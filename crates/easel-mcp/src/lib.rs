//! Easel MCP Server
//!
//! Exposes the workspace JavaScript sandbox as an MCP `execute` tool. MCP
//! clients cannot read the panel-update queue, so updates travel inside the
//! tool result text between the panel-update markers.

use std::sync::Arc;

use easel::sandbox::SandboxManager;
use easel::{EaselConfig, WorkspaceStore};
use rmcp::{
    ErrorData as McpError, ServerHandler,
    model::*,
    schemars::{self, JsonSchema},
    service::{RequestContext, RoleServer},
};
use serde::{Deserialize, Serialize};

/// Parameters for the execute tool
#[derive(Debug, Clone, Serialize, Deserialize, JsonSchema)]
pub struct ExecuteParams {
    /// JavaScript snippet body. May use top-level `await` and `return` a value.
    pub code: String,

    /// Workspace to run against (default: the server's workspace)
    #[serde(default)]
    pub workspace_id: Option<String>,
}

/// MCP server running snippets in workspace sandboxes
#[derive(Clone)]
pub struct EaselServer {
    sandboxes: Arc<SandboxManager>,
    default_workspace: String,
}

impl std::fmt::Debug for EaselServer {
    fn fmt(&self, f: &mut std::fmt::Formatter<'_>) -> std::fmt::Result {
        f.debug_struct("EaselServer")
            .field("default_workspace", &self.default_workspace)
            .finish_non_exhaustive()
    }
}

impl EaselServer {
    /// Create a server over the store described by `config`, making sure
    /// `default_workspace` exists.
    pub async fn new(config: &EaselConfig, default_workspace: impl Into<String>) -> anyhow::Result<Self> {
        let default_workspace = default_workspace.into();
        let store = WorkspaceStore::new(&config.data_dir, config.lock_timeout);
        match store.get_workspace(&default_workspace).await {
            Ok(_) => {}
            Err(easel::StoreError::NotFound(_)) => {
                store
                    .create_workspace_with_id(&default_workspace, &default_workspace, "")
                    .await?;
            }
            Err(e) => return Err(e.into()),
        }

        let sandboxes = Arc::new(SandboxManager::from_config(store, config)?);
        sandboxes.start();
        Ok(Self {
            sandboxes,
            default_workspace,
        })
    }

    /// Run a snippet and render its output for the model.
    async fn execute_code(&self, params: ExecuteParams) -> Result<CallToolResult, McpError> {
        let workspace_id = params.workspace_id.as_deref().unwrap_or(&self.default_workspace);
        let sandbox = self
            .sandboxes
            .get_or_create(workspace_id)
            .map_err(|e| McpError::invalid_params(format!("Invalid workspace: {}", e), None))?;

        let output = sandbox
            .execute(&params.code)
            .await
            .map_err(|e| McpError::internal_error(format!("Execution error: {}", e), None))?;

        let content = vec![Content::text(output.text.clone())];
        if output.is_success() {
            Ok(CallToolResult::success(content))
        } else {
            Ok(CallToolResult::error(content))
        }
    }

    fn execute_tool(&self) -> Tool {
        let schema = schemars::schema_for!(ExecuteParams);
        let schema_json = serde_json::to_value(schema).unwrap_or_default();
        let input_schema = match schema_json {
            serde_json::Value::Object(map) => Arc::new(map),
            _ => Arc::new(serde_json::Map::new()),
        };

        Tool {
            name: "execute".into(),
            title: Some("Execute JavaScript".into()),
            description: Some(
                "Run JavaScript against a canvas workspace. The snippet may read and write \
                tables, charts, cards and markdown, manage panels, work with workspace files, \
                and fetch public URLs. Panel changes are reported at the end of the result \
                between <<<PANEL_UPDATES>>> markers."
                    .into(),
            ),
            input_schema,
            output_schema: None,
            annotations: None,
            icons: None,
            meta: None,
        }
    }
}

impl ServerHandler for EaselServer {
    fn get_info(&self) -> ServerInfo {
        ServerInfo {
            protocol_version: ProtocolVersion::LATEST,
            capabilities: ServerCapabilities::builder().enable_tools().build(),
            server_info: Implementation::from_build_env(),
            instructions: Some(
                "Easel runs JavaScript snippets in a capability sandbox bound to a canvas \
                workspace. Use the 'execute' tool; return a value to see it in the result."
                    .into(),
            ),
        }
    }

    async fn list_tools(
        &self,
        _request: Option<PaginatedRequestParam>,
        _context: RequestContext<RoleServer>,
    ) -> Result<ListToolsResult, McpError> {
        Ok(ListToolsResult {
            tools: vec![self.execute_tool()],
            next_cursor: None,
            meta: None,
        })
    }

    async fn call_tool(
        &self,
        request: CallToolRequestParam,
        _context: RequestContext<RoleServer>,
    ) -> Result<CallToolResult, McpError> {
        match request.name.as_ref() {
            "execute" => {
                let params: ExecuteParams = match &request.arguments {
                    Some(args) => serde_json::from_value(serde_json::Value::Object(args.clone()))
                        .map_err(|e| {
                        McpError::invalid_params(format!("Invalid parameters: {}", e), None)
                    })?,
                    None => {
                        return Err(McpError::invalid_params("Missing 'code' parameter", None));
                    }
                };
                self.execute_code(params).await
            }
            _ => Err(McpError::invalid_params(
                format!("Unknown tool: {}", request.name),
                None,
            )),
        }
    }
}

#[cfg(test)]
#[allow(clippy::expect_used)]
mod tests {
    use super::*;

    #[test]
    fn test_execute_params_defaults() {
        let json = r#"{"code": "return 1"}"#;
        let params: ExecuteParams = serde_json::from_str(json).expect("parse failed");
        assert_eq!(params.code, "return 1");
        assert!(params.workspace_id.is_none());
    }

    #[tokio::test]
    async fn test_new_creates_default_workspace() {
        let dir = tempfile::tempdir().expect("tempdir");
        let config = EaselConfig {
            data_dir: dir.path().to_path_buf(),
            ..Default::default()
        };

        let server = EaselServer::new(&config, "scratch").await.expect("server");
        let result = server
            .execute_code(ExecuteParams {
                code: "return 6 * 7".into(),
                workspace_id: None,
            })
            .await
            .expect("execute");
        assert_eq!(result.is_error, Some(false));

        // A second server over the same store reuses the workspace.
        EaselServer::new(&config, "scratch").await.expect("reopen");
    }
}
//! Unbounded async queue of panel updates.

use std::collections::VecDeque;
use std::sync::Arc;

use parking_lot::Mutex;
use tokio::sync::Notify;

use super::PanelUpdate;

#[derive(Debug, Default)]
struct State {
    items: VecDeque<PanelUpdate>,
    closed: bool,
}

#[derive(Debug, Default)]
struct Shared {
    state: Mutex<State>,
    notify: Notify,
}

/// Queue between the sandbox (producer) and the merge loop (consumer).
///
/// Clones share the same queue. `push` never blocks; `next` waits until an
/// item arrives or the queue is closed. Items buffered at close time are
/// still handed out before `next` reports the end.
#[derive(Debug, Clone, Default)]
pub struct PanelUpdateQueue {
    shared: Arc<Shared>,
}

impl PanelUpdateQueue {
    /// Create an empty, open queue.
    pub fn new() -> Self {
        Self::default()
    }

    /// Enqueue an update. Returns `false` if the queue is closed and the
    /// update was dropped.
    pub fn push(&self, update: PanelUpdate) -> bool {
        {
            let mut state = self.shared.state.lock();
            if state.closed {
                tracing::debug!(panel_id = %update.panel.id, "dropping panel update after close");
                return false;
            }
            state.items.push_back(update);
        }
        self.shared.notify.notify_one();
        true
    }

    /// Wait for the next update. `None` once closed and empty.
    ///
    /// Cancel-safe: dropping the future never loses an item.
    pub async fn next(&self) -> Option<PanelUpdate> {
        loop {
            let notified = self.shared.notify.notified();
            {
                let mut state = self.shared.state.lock();
                if let Some(update) = state.items.pop_front() {
                    return Some(update);
                }
                if state.closed {
                    return None;
                }
            }
            notified.await;
        }
    }

    /// Take the next update if one is ready.
    pub fn try_next(&self) -> Option<PanelUpdate> {
        self.shared.state.lock().items.pop_front()
    }

    /// Take every update that is ready.
    pub fn drain_ready(&self) -> Vec<PanelUpdate> {
        self.shared.state.lock().items.drain(..).collect()
    }

    /// Stop accepting updates and wake the consumer.
    pub fn close(&self) {
        self.shared.state.lock().closed = true;
        // Reaches every `Notified` created before this call, polled or not.
        self.shared.notify.notify_waiters();
    }

    /// Whether `close` has been called.
    pub fn is_closed(&self) -> bool {
        self.shared.state.lock().closed
    }

    /// Number of buffered updates.
    pub fn len(&self) -> usize {
        self.shared.state.lock().items.len()
    }

    /// Whether no updates are buffered.
    pub fn is_empty(&self) -> bool {
        self.len() == 0
    }
}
☆ ☆ ☆
ASSIGNMENT: Wherever the line holding "return false;" falls in the entries above, copy exactly from it through the line holding "loses an item.", inclusive, and add nothing.

PROBLEM SOLUTION:
                return false;
            }
            state.items.push_back(update);
        }
        self.shared.notify.notify_one();
        true
    }

    /// Wait for the next update. `None` once closed and empty.
    ///
    /// Cancel-safe: dropping the future never loses an item.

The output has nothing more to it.